* [EXERCISE PROMPT]: Of the lines below, report only those that contain "muted".

* [DATA PROVIDED]:
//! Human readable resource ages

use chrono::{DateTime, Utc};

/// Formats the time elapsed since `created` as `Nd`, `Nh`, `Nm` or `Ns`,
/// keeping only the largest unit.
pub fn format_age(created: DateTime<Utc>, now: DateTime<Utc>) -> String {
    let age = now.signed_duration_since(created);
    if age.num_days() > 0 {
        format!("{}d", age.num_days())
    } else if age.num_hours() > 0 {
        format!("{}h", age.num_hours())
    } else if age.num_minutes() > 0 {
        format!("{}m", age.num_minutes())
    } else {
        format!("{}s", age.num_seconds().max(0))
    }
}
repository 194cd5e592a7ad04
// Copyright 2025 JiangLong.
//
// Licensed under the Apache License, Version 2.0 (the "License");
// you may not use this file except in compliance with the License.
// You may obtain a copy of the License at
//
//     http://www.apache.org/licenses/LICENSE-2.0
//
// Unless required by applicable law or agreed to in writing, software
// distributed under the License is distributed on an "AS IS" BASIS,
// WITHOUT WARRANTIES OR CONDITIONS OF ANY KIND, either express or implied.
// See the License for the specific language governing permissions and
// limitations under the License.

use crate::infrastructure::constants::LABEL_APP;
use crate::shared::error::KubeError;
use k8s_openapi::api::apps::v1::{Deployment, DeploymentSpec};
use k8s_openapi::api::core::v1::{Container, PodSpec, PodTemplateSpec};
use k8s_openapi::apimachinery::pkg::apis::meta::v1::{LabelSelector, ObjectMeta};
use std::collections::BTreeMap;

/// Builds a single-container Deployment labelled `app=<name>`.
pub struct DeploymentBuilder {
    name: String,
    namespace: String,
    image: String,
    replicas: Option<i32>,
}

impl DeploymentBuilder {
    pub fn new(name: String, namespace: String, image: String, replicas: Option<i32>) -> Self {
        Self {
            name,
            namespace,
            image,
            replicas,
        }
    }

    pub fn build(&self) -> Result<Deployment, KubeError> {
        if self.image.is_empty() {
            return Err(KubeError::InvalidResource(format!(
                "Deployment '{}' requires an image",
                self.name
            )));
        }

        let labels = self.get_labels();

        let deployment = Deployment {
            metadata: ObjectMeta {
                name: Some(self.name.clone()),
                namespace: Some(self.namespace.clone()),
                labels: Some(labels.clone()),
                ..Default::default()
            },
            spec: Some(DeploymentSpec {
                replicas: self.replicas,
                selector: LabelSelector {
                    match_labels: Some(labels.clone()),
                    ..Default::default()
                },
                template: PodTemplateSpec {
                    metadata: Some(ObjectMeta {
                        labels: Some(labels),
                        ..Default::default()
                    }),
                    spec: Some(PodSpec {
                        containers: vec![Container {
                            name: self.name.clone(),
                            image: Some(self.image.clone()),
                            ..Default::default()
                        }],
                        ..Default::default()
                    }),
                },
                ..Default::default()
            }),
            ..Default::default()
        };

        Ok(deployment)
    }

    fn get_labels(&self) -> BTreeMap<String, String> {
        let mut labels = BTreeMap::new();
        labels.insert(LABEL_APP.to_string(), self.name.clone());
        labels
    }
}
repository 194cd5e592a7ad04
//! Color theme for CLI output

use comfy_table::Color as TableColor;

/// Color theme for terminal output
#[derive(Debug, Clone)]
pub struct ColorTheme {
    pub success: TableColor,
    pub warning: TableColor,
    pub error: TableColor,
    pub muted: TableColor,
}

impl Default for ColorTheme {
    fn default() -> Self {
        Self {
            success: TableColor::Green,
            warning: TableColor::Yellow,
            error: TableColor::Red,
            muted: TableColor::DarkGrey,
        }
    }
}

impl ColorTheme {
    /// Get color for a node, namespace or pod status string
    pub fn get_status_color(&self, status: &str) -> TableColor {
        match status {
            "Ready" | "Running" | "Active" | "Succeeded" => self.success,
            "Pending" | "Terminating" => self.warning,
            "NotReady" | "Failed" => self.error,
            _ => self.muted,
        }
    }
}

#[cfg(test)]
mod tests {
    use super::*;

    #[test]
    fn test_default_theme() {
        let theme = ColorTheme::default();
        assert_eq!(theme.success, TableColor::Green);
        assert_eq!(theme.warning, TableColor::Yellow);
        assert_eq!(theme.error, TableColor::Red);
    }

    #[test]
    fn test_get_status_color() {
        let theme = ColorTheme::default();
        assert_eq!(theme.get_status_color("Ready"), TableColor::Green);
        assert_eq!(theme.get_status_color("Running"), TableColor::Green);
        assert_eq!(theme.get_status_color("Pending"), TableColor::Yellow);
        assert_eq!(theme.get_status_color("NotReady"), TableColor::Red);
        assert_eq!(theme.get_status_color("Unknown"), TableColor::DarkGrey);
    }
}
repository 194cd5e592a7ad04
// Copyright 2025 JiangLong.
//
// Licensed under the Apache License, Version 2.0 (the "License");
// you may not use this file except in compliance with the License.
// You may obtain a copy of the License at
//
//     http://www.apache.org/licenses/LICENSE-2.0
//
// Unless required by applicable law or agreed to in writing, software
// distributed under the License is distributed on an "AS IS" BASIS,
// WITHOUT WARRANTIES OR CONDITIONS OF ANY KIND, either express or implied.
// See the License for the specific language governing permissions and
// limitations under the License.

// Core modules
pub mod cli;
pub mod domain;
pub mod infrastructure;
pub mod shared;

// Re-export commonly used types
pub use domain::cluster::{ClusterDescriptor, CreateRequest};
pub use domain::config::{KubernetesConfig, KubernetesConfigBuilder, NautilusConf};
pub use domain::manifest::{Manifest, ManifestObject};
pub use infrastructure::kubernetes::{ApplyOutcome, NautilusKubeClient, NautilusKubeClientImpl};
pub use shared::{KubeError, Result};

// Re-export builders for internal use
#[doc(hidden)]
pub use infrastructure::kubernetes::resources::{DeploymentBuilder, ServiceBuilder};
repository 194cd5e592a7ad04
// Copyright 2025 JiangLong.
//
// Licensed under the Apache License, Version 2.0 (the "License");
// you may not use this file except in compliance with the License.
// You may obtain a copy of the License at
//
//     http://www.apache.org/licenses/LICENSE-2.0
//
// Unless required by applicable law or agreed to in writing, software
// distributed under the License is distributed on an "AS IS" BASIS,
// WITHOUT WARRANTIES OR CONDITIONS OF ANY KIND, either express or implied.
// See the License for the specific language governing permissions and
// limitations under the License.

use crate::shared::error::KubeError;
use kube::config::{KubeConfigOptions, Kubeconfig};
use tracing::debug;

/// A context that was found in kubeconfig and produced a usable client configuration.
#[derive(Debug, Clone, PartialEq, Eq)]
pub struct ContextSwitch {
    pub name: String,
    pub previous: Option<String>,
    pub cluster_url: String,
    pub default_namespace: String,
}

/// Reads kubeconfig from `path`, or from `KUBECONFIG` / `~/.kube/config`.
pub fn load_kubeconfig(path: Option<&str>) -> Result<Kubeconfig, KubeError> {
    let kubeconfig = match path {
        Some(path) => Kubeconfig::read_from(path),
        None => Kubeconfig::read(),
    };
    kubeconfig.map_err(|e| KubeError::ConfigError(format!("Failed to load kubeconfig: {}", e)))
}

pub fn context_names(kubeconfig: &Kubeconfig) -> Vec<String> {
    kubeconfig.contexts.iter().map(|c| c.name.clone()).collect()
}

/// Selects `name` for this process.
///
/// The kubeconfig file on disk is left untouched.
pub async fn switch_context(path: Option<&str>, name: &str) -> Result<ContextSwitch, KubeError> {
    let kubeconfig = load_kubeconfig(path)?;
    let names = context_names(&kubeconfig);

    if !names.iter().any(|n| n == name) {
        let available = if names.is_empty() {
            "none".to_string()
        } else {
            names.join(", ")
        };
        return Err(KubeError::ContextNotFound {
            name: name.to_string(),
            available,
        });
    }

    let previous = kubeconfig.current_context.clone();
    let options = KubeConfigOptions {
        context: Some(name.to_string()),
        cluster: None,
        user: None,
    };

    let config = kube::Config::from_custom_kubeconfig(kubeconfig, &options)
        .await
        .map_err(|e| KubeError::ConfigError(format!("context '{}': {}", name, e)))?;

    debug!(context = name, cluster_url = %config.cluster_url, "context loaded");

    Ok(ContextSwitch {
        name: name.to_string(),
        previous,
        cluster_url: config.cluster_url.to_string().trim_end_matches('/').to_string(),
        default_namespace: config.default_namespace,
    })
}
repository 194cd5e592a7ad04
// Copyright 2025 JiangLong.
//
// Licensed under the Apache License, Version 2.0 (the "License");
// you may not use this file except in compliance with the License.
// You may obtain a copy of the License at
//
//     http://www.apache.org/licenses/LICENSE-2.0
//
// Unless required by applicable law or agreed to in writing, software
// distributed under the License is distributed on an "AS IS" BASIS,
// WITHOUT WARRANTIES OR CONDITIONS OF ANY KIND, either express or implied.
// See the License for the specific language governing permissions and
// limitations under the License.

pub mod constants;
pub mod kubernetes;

* [SOLVED PROBLEM]:
    pub muted: TableColor,
            muted: TableColor::DarkGrey,
            _ => self.muted,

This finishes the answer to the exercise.